Uno scenario, che verrebbe ulteriormente aggravato dal possibile blocco dello stretto di Hormuz, un passaggio-chiave: ogni giorno vi transitano circa 17 milioni di barili di greggio verso i mercati occidentali. Sarebbe la mossa dello scorpione che avvelena la rana mentre lo sta traghettando a riva, visto che petrolio e gas costituiscono il 90 per cento delle esportazioni iraniane; ma Ahmadinejad ha già dimostrato di essere sufficientemente fanatico da essere indifferente a questo tipo di problemi. E comunque Teheran sa di poter contare sull’appoggio della Russia e della Cina, quest’ultima assetata di petrolio e disposta a qualsiasi cosa pur di accaparrarsene. A Washington è noto che il vice-presidente Dick Cheney guida il partito dei “falchi”, convinto che sia necessario fare oggi quello che comunque si dovrà fare domani. Più possibilisti il segretario di Stato Condoleezza Rice e il segretario alla Difesa Robert Gates, più favorevoli a un articolato piano di sanzioni. Ad ogni modo, il Pentagono ha già predisposto i piani di attacco: bombardieri pronti a colpire le installazioni nucleari, le basi dei pasdaran e altri obiettivi selezionati; al tempo stesso i gruppi di opposizione delle etnie curde, azere e baluche sarebbero già state contattate dalle forze speciali e dall’intelligence per l’indispensabile apporto logistico sul “terreno”.
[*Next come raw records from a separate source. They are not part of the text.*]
use rust_decimal::Decimal;
use rust_decimal_macros::dec;
use serde::Serialize;

use crate::{
    core::generator::Fluid,
    prelude::*,
    quantity::{cost::Cost, distance::MileageRate, time::HourlyRate, volume::GallonPrice},
    settings::Settings,
};

/// Scalar pricing factors applied on top of the rate tables.
#[must_use]
#[derive(Copy, Clone, Debug, Eq, PartialEq, Serialize)]
#[serde(rename_all = "camelCase")]
pub struct Pricing {
    pub labor_rate: HourlyRate,

    /// Multiplier applied to marked-up parts, for example `1.2`.
    pub parts_markup: Decimal,

    /// Fraction of the combined parts total charged as freight, for example `0.05`.
    pub freight_percent: Decimal,

    pub mileage_rate: MileageRate,

    /// Year-over-year contract escalation, for example `1.05`.
    pub escalation_multiplier: Decimal,

    pub oil_price: GallonPrice,
    pub coolant_price: GallonPrice,
    pub analysis_fees: AnalysisFees,

    /// Sales tax on materials, `0` for tax-exempt customers.
    pub tax_rate: Decimal,
}

impl Pricing {
    pub const REFERENCE: Self = Self {
        labor_rate: HourlyRate(dec!(191)),
        parts_markup: dec!(1.2),
        freight_percent: dec!(0.05),
        mileage_rate: MileageRate(dec!(2.50)),
        escalation_multiplier: dec!(1.05),
        oil_price: GallonPrice(dec!(16.00)),
        coolant_price: GallonPrice(dec!(16.00)),
        analysis_fees: AnalysisFees::REFERENCE,
        tax_rate: Decimal::ZERO,
    };

    /// Replace every factor the settings specify, keeping the rest.
    pub fn with_settings(self, settings: &Settings) -> Self {
        Self {
            labor_rate: settings.labor_rate.unwrap_or(self.labor_rate),
            parts_markup: settings.parts_markup.unwrap_or(self.parts_markup),
            freight_percent: settings.freight_percent.unwrap_or(self.freight_percent),
            mileage_rate: settings.mileage_rate.unwrap_or(self.mileage_rate),
            escalation_multiplier: settings
                .escalation_multiplier
                .unwrap_or(self.escalation_multiplier),
            oil_price: settings.oil_price_per_gallon.unwrap_or(self.oil_price),
            coolant_price: settings.coolant_price_per_gallon.unwrap_or(self.coolant_price),
            analysis_fees: AnalysisFees {
                oil: settings.oil_analysis_cost.unwrap_or(self.analysis_fees.oil),
                coolant: settings.coolant_analysis_cost.unwrap_or(self.analysis_fees.coolant),
                fuel: settings.fuel_analysis_cost.unwrap_or(self.analysis_fees.fuel),
            },
            tax_rate: settings.tax_rate.unwrap_or(self.tax_rate),
        }
    }
}

impl Pricing {
    const MAX_AMOUNT: Decimal = dec!(1000000);
    const MAX_MULTIPLIER: Decimal = dec!(100);

    /// Reject negative factors and factors large enough to overflow a quote.
    pub fn validated(self) -> Result<Self> {
        for (name, value, max) in [
            ("labor rate", self.labor_rate.0, Self::MAX_AMOUNT),
            ("parts markup", self.parts_markup, Self::MAX_MULTIPLIER),
            ("freight percent", self.freight_percent, Decimal::ONE),
            ("mileage rate", self.mileage_rate.0, Self::MAX_AMOUNT),
            ("escalation multiplier", self.escalation_multiplier, Self::MAX_MULTIPLIER),
            ("oil price", self.oil_price.0, Self::MAX_AMOUNT),
            ("coolant price", self.coolant_price.0, Self::MAX_AMOUNT),
            ("oil analysis cost", self.analysis_fees.oil.0, Self::MAX_AMOUNT),
            ("coolant analysis cost", self.analysis_fees.coolant.0, Self::MAX_AMOUNT),
            ("fuel analysis cost", self.analysis_fees.fuel.0, Self::MAX_AMOUNT),
            ("tax rate", self.tax_rate, Decimal::ONE),
        ] {
            ensure!(
                !value.is_sign_negative() || value.is_zero(),
                "{name} must not be negative, got {value}",
            );
            ensure!(value <= max, "{name} must not exceed {max}, got {value}");
        }
        Ok(self)
    }
}

impl Default for Pricing {
    fn default() -> Self {
        Self::REFERENCE
    }
}

/// Laboratory fee per fluid sample.
#[must_use]
#[derive(Copy, Clone, Debug, Eq, PartialEq, Serialize)]
pub struct AnalysisFees {
    pub oil: Cost,
    pub coolant: Cost,
    pub fuel: Cost,
}

impl AnalysisFees {
    pub const REFERENCE: Self =
        Self { oil: Cost(dec!(16.55)), coolant: Cost(dec!(16.55)), fuel: Cost(dec!(60.00)) };

    pub const fn fee(self, fluid: Fluid) -> Cost {
        match fluid {
            Fluid::Oil => self.oil,
            Fluid::Coolant => self.coolant,
            Fluid::Fuel => self.fuel,
        }
    }
}
mod cli;
mod core;
mod prelude;
mod quantity;
mod request;
mod settings;
mod tables;

use clap::{Parser, crate_version};

use crate::{
    cli::{Args, Command, QuoteArgs, ServiceArgs, TablesArgs},
    core::{RateTables, ServiceCalculator, ServiceCode},
    prelude::*,
    request::QuoteRequest,
    tables::{
        build_brackets_table,
        build_flat_rates_table,
        build_pricing_table,
        build_quote_table,
        build_services_table,
        build_totals_table,
        build_tune_ups_table,
    },
};

fn main() -> Result {
    let _ = dotenvy::dotenv();
    tracing_subscriber::fmt().without_time().compact().with_writer(std::io::stderr).init();
    debug!(version = crate_version!(), "starting…");

    let args = Args::parse();
    let tables = RateTables::try_reference()?
        .with_settings(&args.pricing.settings()?)
        .context("invalid pricing settings")?;

    match args.command {
        Command::Quote(args) => quote(&args, &tables)?,
        Command::Service(args) => service(&args, &tables)?,
        Command::Tables(args) => print_tables(&args, &tables),
    }

    Ok(())
}

fn quote(args: &QuoteArgs, tables: &RateTables) -> Result {
    let priced = QuoteRequest::read_from(&args.path)?.price(tables)?;
    if args.json {
        println!("{}", serde_json::to_string_pretty(&priced)?);
        return Ok(());
    }
    for generator in &priced {
        println!("{} ({})", generator.label, generator.kw);
        println!("{}", build_services_table(&generator.bundle.services));
        println!("{}", build_totals_table(&generator.bundle));
    }
    println!("{}", build_quote_table(&priced));
    Ok(())
}

fn service(args: &ServiceArgs, tables: &RateTables) -> Result {
    let result = ServiceCalculator::new(tables, tables.pricing).calculate(
        args.service,
        &args.params()?,
        args.frequency()?,
    );
    if args.json {
        println!("{}", serde_json::to_string_pretty(&result)?);
    } else {
        println!("{}", build_services_table(std::slice::from_ref(&result)));
    }
    Ok(())
}

fn print_tables(args: &TablesArgs, tables: &RateTables) {
    let services = args.services();
    println!("{}", build_pricing_table(tables));
    println!("{}", build_brackets_table(tables, services));
    if services.contains(ServiceCode::F) || services.contains(ServiceCode::G) {
        println!("{}", build_tune_ups_table(tables, services));
    }
    println!("{}", build_flat_rates_table(tables, services));
}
Washington confida sull’isolamento del regime di Ahmadinejad: il cui bilancio di “governo” è a dir poco fallimentare: l’inflazione ha raggiunto livelli inimmaginabili, la disoccupazione è ai suoi massimi storici; il secondo paese produttore di greggio dell’OPEC importa il 50 per cento della benzina di cui ha bisogno, ed è comunque razionata; i 125mila guardiani della rivoluzione e i 900mila basiji (le milizie popolari) condizionano e strozzano la vita di ogni iraniano, i pasdaran si sono impadroniti di tutti i settori chiave della società e il loro fanatismo rende ingovernabile ogni attività. Teheran inoltre è accusata di finanziare e sostenere le attività terroristiche in Iraq e in Afghanistan. Sono stati accertati rapporti di cooperazione con la Corea del Nord e il Pakistan, sono documentate le reticenze e gli ostacoli al lavoro degli ispettori di Vienna; già quattro anni fa sono stati scoperti laboratori di ricerca clandestini. Insomma: l’“avvertimento” di Kouchner è tutt’altro che infondato. “Si deve negoziare fino alla fine”, dice il ministro degli Esteri francese. Il problema è tradurre in iniziativa politica concreta un desiderio e un’aspirazione. Insomma, il classico: che fare? L’impressione è che in tanti, sull’orlo di un precipizio, continuino a ballare ad occhi chiusi.